Mortgage Interest Rates
Mortgage rates reached all time lows not coincidentally during the August-December referred to by the DP economist. When mortgage rates go so low it only follows that prices will reach all time highs. Mortgage rates have gone up slightly since the all-time lows. More concerning is the fact that mortgage rates move in lockstep with the 10 year treasury yield which has risen rapidly over the past few weeks. The government does not directly control mortgage rates, at least not yet.
Nominal house prices are extraordinarily high in the Denver metro. Should mortgage interest rates revert and start to climb, real estate prices in Denver metro will have to come down. That relationship between rates and prices is pretty simple.
The government would presumably like mortgage interest rates to stay very low. As the chart indicated, there is little room for rates to go lower, however we could see rates trend lower if the 10 year yield heads to 0% or even negative, either by natural market forces, or by government intervention. That could give 2021 a little more runway; however, as you can see by the chart above, we’re running out of room to “stimulate” the housing market. Mortgage rates are virtually at the lower bound now.
Distress
Despite staggering unemployment numbers, rent relief and forbearance programs have enabled people to stop paying for up to a year with the initial stimulus program.
It seems unlikely that many business will return any time soon to the pre-covid levels. In fact, many businesses have been hanging on with stimulus money. Think of things like the restaurant industry, the travel industry, hotels, airlines, resorts, malls and retail, movie theaters, even professional sports. The unemployment numbers could stay bad, and could get worse, for a sustained period of time. When the current forebearance and rent-relief programs expire, along with expanded unemployment benefits, it’s unclear what will happen, but it will have massive impacts to markets.
When the current programs expire, if these programs are not renewed or expanded, many people will be forced to repay many months of deferred mortgage payments which seems unlikely given that for many they couldn’t make that payment back in the spring or summer that forced them into the program in the first place. This will coincide with employment/unemployment challenges.
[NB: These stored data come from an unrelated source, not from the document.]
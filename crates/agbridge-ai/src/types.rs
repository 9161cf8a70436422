use serde::{Deserialize, Deserializer, Serialize};
use serde_json::Value;
use thiserror::Error;

#[derive(Debug, Clone, Copy, Serialize, Deserialize, PartialEq, Eq)]
#[serde(rename_all = "snake_case")]
/// Roles of the forward (user/assistant) protocol.
pub enum MessageRole {
    System,
    User,
    Assistant,
}

#[derive(Debug, Clone, Serialize, Deserialize, PartialEq)]
#[serde(tag = "type", rename_all = "snake_case")]
/// One content block of a forward-protocol message.
///
/// Block types this bridge does not understand deserialize into
/// `Unsupported` so that translation can reject them instead of dropping them.
pub enum ContentBlock {
    Text {
        text: String,
    },
    ToolUse {
        id: String,
        name: String,
        #[serde(default)]
        input: Value,
    },
    ToolResult {
        tool_use_id: String,
        #[serde(default)]
        content: Value,
        #[serde(default, skip_serializing_if = "is_false")]
        is_error: bool,
    },
    #[serde(other)]
    Unsupported,
}

fn is_false(value: &bool) -> bool {
    !*value
}

impl ContentBlock {
    pub fn text(text: impl Into<String>) -> Self {
        Self::Text { text: text.into() }
    }

    pub fn tool_use(id: impl Into<String>, name: impl Into<String>, input: Value) -> Self {
        Self::ToolUse {
            id: id.into(),
            name: name.into(),
            input,
        }
    }

    pub fn tool_result(tool_use_id: impl Into<String>, content: Value, is_error: bool) -> Self {
        Self::ToolResult {
            tool_use_id: tool_use_id.into(),
            content,
            is_error,
        }
    }
}

#[derive(Debug, Clone, Serialize, Deserialize, PartialEq)]
/// A forward-protocol message: one role and an ordered list of blocks.
pub struct Message {
    pub role: MessageRole,
    #[serde(deserialize_with = "deserialize_content")]
    pub content: Vec<ContentBlock>,
}

fn deserialize_content<'de, D>(deserializer: D) -> Result<Vec<ContentBlock>, D::Error>
where
    D: Deserializer<'de>,
{
    #[derive(Deserialize)]
    #[serde(untagged)]
    enum RawContent {
        Text(String),
        Blocks(Vec<ContentBlock>),
    }

    Ok(match RawContent::deserialize(deserializer)? {
        RawContent::Text(text) => vec![ContentBlock::Text { text }],
        RawContent::Blocks(blocks) => blocks,
    })
}

impl Message {
    pub fn system(text: impl Into<String>) -> Self {
        Self {
            role: MessageRole::System,
            content: vec![ContentBlock::text(text)],
        }
    }

    pub fn user(text: impl Into<String>) -> Self {
        Self {
            role: MessageRole::User,
            content: vec![ContentBlock::text(text)],
        }
    }

    pub fn assistant_text(text: impl Into<String>) -> Self {
        Self {
            role: MessageRole::Assistant,
            content: vec![ContentBlock::text(text)],
        }
    }

    pub fn assistant_blocks(content: Vec<ContentBlock>) -> Self {
        Self {
            role: MessageRole::Assistant,
            content,
        }
    }

    pub fn user_blocks(content: Vec<ContentBlock>) -> Self {
        Self {
            role: MessageRole::User,
            content,
        }
    }

    pub fn text_content(&self) -> String {
        self.content
            .iter()
            .filter_map(|block| match block {
                ContentBlock::Text { text } => Some(text.as_str()),
                _ => None,
            })
            .collect::<Vec<_>>()
            .join("\n")
    }
}

#[derive(Debug, Clone, Serialize, Deserialize, PartialEq)]
/// A tool (function) definition as declared by the forward protocol.
pub struct ToolDefinition {
    pub name: String,
    #[serde(default)]
    pub description: String,
    #[serde(default, alias = "input_schema")]
    pub parameters: Value,
}

#[derive(Debug, Error)]
/// Errors raised by translation, streaming, and the HTTP client.
pub enum BridgeAiError {
    #[error("missing access token")]
    MissingAccessToken,
    #[error("http error: {0}")]
    Http(#[from] reqwest::Error),
    #[error("provider returned non-success status {status}: {body}")]
    HttpStatus { status: u16, body: String },
    #[error("serialization error: {0}")]
    Serde(#[from] serde_json::Error),
    #[error("unmappable content: {0}")]
    Unmappable(String),
    #[error("invalid response: {0}")]
    InvalidResponse(String),
}

#[cfg(test)]
mod tests {
    use serde_json::json;

    use super::{ContentBlock, Message, MessageRole, ToolDefinition};

    #[test]
    fn unit_message_accepts_plain_string_content() {
        let message: Message =
            serde_json::from_value(json!({"role": "user", "content": "hello"})).expect("parse");
        assert_eq!(message.role, MessageRole::User);
        assert_eq!(message.content, vec![ContentBlock::text("hello")]);
    }

    #[test]
    fn unit_unknown_block_types_become_unsupported() {
        let message: Message = serde_json::from_value(json!({
            "role": "user",
            "content": [
                {"type": "text", "text": "look"},
                {"type": "image", "source": {"type": "url", "url": "https://example.com/a.png"}}
            ]
        }))
        .expect("parse");
        assert_eq!(message.content[1], ContentBlock::Unsupported);
    }

    #[test]
    fn unit_tool_definition_accepts_input_schema_alias() {
        let tool: ToolDefinition = serde_json::from_value(json!({
            "name": "read",
            "input_schema": {"type": "object"}
        }))
        .expect("parse");
        assert_eq!(tool.parameters, json!({"type": "object"}));
        assert!(tool.description.is_empty());
    }

    #[test]
    fn unit_text_content_joins_text_blocks() {
        let message = Message::assistant_blocks(vec![
            ContentBlock::text("first"),
            ContentBlock::tool_use("1", "read", json!({ "path": "README.md" })),
            ContentBlock::text("second"),
        ]);

        assert_eq!(message.text_content(), "first\nsecond");
    }
}
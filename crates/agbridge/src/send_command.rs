use std::io::{Read, Write};

use agbridge_ai::{BridgeAiError, GeminiClient, GenerateRequest, Message, StreamEvent};
use agbridge_cli::{join_prompt, Cli};
use agbridge_session::{ContextBuilder, SessionDiscovery, SessionParser};
use anyhow::{anyhow, bail, Context, Result};
use tokio_stream::StreamExt;

use crate::auth_commands::load_valid_credentials;
use crate::runtime_config::{context_builder, gemini_config, oauth_flow, session_discovery};
use crate::session_commands::load_session;

#[derive(Debug, Clone, Default)]
pub(crate) struct SendArgs {
    pub(crate) prompt: String,
    pub(crate) session: Option<String>,
    pub(crate) no_context: bool,
    pub(crate) account: Option<String>,
    pub(crate) max_output_tokens: Option<u32>,
    pub(crate) temperature: Option<f32>,
}

/// A lone `-` reads the prompt from stdin.
pub(crate) fn resolve_prompt(words: &[String]) -> Result<String> {
    if let [only] = words {
        if only == "-" {
            let mut prompt = String::new();
            std::io::stdin()
                .read_to_string(&mut prompt)
                .context("failed to read prompt from stdin")?;
            return join_prompt(&[prompt]);
        }
    }
    join_prompt(words)
}

/// Prepends the session context to the prompt.
///
/// Without an explicit session id a missing or unreadable session only costs
/// the context; a named session that cannot be loaded is an error.
pub(crate) fn contextualize(
    discovery: &SessionDiscovery,
    parser: &SessionParser,
    builder: &ContextBuilder,
    prompt: &str,
    session: Option<&str>,
) -> Result<Vec<Message>> {
    let messages = vec![Message::user(prompt)];
    match load_session(discovery, parser, session) {
        Ok(parsed) => {
            tracing::debug!(
                session = %parsed.id,
                version = parsed.version.as_str(),
                "injecting session context"
            );
            Ok(builder.inject(&messages, &parsed))
        }
        Err(error) if session.is_none() => {
            tracing::warn!(error = %format!("{error:#}"), "sending without session context");
            Ok(messages)
        }
        Err(error) => Err(error),
    }
}

fn describe_request_error(error: BridgeAiError) -> anyhow::Error {
    match &error {
        BridgeAiError::HttpStatus { status, .. } if *status == 401 || *status == 403 => anyhow!(
            "model request was rejected with status {status}; run 'agbridge login' to sign in again"
        ),
        _ => anyhow!(error).context("model request failed"),
    }
}

/// Writes every converted event as an SSE frame, flushing after each one.
pub(crate) async fn stream_reply(
    client: &GeminiClient,
    request: &GenerateRequest,
    access_token: &str,
    out: &mut impl Write,
) -> Result<()> {
    let mut events = client
        .stream_generate(request, access_token)
        .await
        .map_err(describe_request_error)?;
    let mut failure = None;
    while let Some(event) = events.next().await {
        out.write_all(event.to_sse_frame().as_bytes())?;
        out.flush()?;
        if let StreamEvent::Error { error } = &event {
            failure = Some(format!("{}: {}", error.kind, error.message));
        }
        if event.is_terminal() {
            break;
        }
    }
    if let Some(failure) = failure {
        bail!("model stream ended with an error ({failure})");
    }
    Ok(())
}

pub(crate) async fn execute_send(cli: &Cli, args: &SendArgs, out: &mut impl Write) -> Result<()> {
    let flow = oauth_flow(cli)?;
    let credentials = load_valid_credentials(&flow, args.account.as_deref()).await?;
    let messages = if args.no_context {
        vec![Message::user(args.prompt.as_str())]
    } else {
        contextualize(
            &session_discovery(cli),
            &SessionParser::new(),
            &context_builder(cli),
            &args.prompt,
            args.session.as_deref(),
        )?
    };
    let mut request = GenerateRequest::new(cli.model.as_str(), messages);
    request.max_tokens = args.max_output_tokens;
    request.temperature = args.temperature;

    let client = GeminiClient::new(gemini_config(cli))
        .map_err(|error| anyhow!(error).context("failed to build model client"))?;
    stream_reply(&client, &request, &credentials.access_token, out).await
}

#[cfg(test)]
mod tests {
    use std::fs;

    use agbridge_ai::{GeminiClient, GeminiConfig, GenerateRequest, Message, MessageRole};
    use agbridge_session::{ContextBuilder, SessionDiscovery, SessionParser};
    use httpmock::prelude::*;
    use serde_json::json;
    use tempfile::TempDir;

    use super::{contextualize, stream_reply};

    fn client_for(server: &MockServer) -> GeminiClient {
        GeminiClient::new(GeminiConfig {
            api_base: server.url("/v1beta"),
            max_retries: 0,
            ..GeminiConfig::default()
        })
        .expect("client")
    }

    #[test]
    fn functional_contextualize_degrades_when_no_session_exists() {
        let empty = TempDir::new().expect("tempdir");
        let discovery = SessionDiscovery::with_roots(vec![empty.path().to_path_buf()]);
        let messages = contextualize(
            &discovery,
            &SessionParser::new(),
            &ContextBuilder::default(),
            "hello",
            None,
        )
        .expect("degrades");
        assert_eq!(messages, vec![Message::user("hello")]);

        assert!(contextualize(
            &discovery,
            &SessionParser::new(),
            &ContextBuilder::default(),
            "hello",
            Some("missing"),
        )
        .is_err());
    }

    #[test]
    fn functional_contextualize_prepends_latest_session() {
        let dir = TempDir::new().expect("tempdir");
        fs::write(
            dir.path().join("work.json"),
            json!({"sessionId": "work", "goal": "Fix the flaky test", "plan": ["rerun"]})
                .to_string(),
        )
        .expect("write");
        let discovery = SessionDiscovery::with_roots(vec![dir.path().to_path_buf()]);
        let messages = contextualize(
            &discovery,
            &SessionParser::new(),
            &ContextBuilder::default(),
            "continue",
            None,
        )
        .expect("context");
        assert_eq!(messages.len(), 2);
        assert_eq!(messages[0].role, MessageRole::System);
        assert!(messages[0].text_content().contains("Fix the flaky test"));
    }

    #[tokio::test]
    async fn integration_stream_reply_writes_sse_frames() {
        let server = MockServer::start();
        let body = concat!(
            "data: {\"candidates\":[{\"content\":{\"role\":\"model\",\"parts\":[{\"text\":\"Hel\"}]}}]}\n\n",
            "data: {\"candidates\":[{\"content\":{\"role\":\"model\",\"parts\":[{\"text\":\"lo\"}]},\"finishReason\":\"STOP\"}]}\n\n",
            "data: [DONE]\n\n",
        );
        let mock = server.mock(|when, then| {
            when.method(POST)
                .path("/v1beta/models/gemini-test:streamGenerateContent")
                .query_param("alt", "sse")
                .header("authorization", "Bearer ya29.live");
            then.status(200)
                .header("content-type", "text/event-stream")
                .body(body);
        });

        let request = GenerateRequest::new("gemini-test", vec![Message::user("hi")]);
        let mut out = Vec::new();
        stream_reply(&client_for(&server), &request, "ya29.live", &mut out)
            .await
            .expect("stream");
        mock.assert();

        let text = String::from_utf8(out).expect("utf8");
        assert_eq!(text.matches("event: content_block_delta\n").count(), 2);
        assert_eq!(text.matches("event: message_stop\n").count(), 1);
        assert!(text.contains("\"text\":\"Hel\""));
        assert!(text.ends_with("\n\n"));
    }

    #[tokio::test]
    async fn regression_unauthorized_reply_points_to_login() {
        let server = MockServer::start();
        server.mock(|when, then| {
            when.method(POST)
                .path("/v1beta/models/gemini-test:streamGenerateContent");
            then.status(401).body("expired");
        });
        let request = GenerateRequest::new("gemini-test", vec![Message::user("hi")]);
        let mut out = Vec::new();
        let error = stream_reply(&client_for(&server), &request, "ya29.old", &mut out)
            .await
            .expect_err("401");
        assert!(error.to_string().contains("agbridge login"));
        assert!(out.is_empty());
    }

    #[tokio::test]
    async fn regression_error_record_ends_stream_with_failure() {
        let server = MockServer::start();
        server.mock(|when, then| {
            when.method(POST)
                .path("/v1beta/models/gemini-test:streamGenerateContent");
            then.status(200).body(
                "data: {\"error\":{\"code\":429,\"message\":\"quota\",\"status\":\"RESOURCE_EXHAUSTED\"}}\n\n",
            );
        });
        let request = GenerateRequest::new("gemini-test", vec![Message::user("hi")]);
        let mut out = Vec::new();
        let error = stream_reply(&client_for(&server), &request, "ya29.live", &mut out)
            .await
            .expect_err("error event");
        assert!(error.to_string().contains("quota"));
        let text = String::from_utf8(out).expect("utf8");
        assert_eq!(text.matches("event: error\n").count(), 1);
    }
}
Distressed homeowners may be forced to sell or continue to stay in home and the banks may seek foreclosure. Again, it is unclear how this plays out.
Conclusion
In Real Estate you always hear things like Supply/Demand rules everything. It does. But market manipulations trump everything. On the supply side, we could see increased supply due to distress. If the market really started to get ugly, you could see investors dumping properties and exiting the market. On the demand side, this is driven by rates (getting worse), employment (see above), in a declining market, many investors will head for the hills. Buy + Hold and Fix + Flip investors occupy a good chunk of the market in Denver.
It is conceivable that supply could increase substantially, and demand could decrease substantially in the same time frame, and the 2021 market could look completely different than anything Denver has seen over the last decade. That remains to be seen.
What is certain is that we are in a volatile and highly uncertain period of time, and we recommend consulting with a knowledgeable real estate agent if you are in the market or thinking of getting into the market.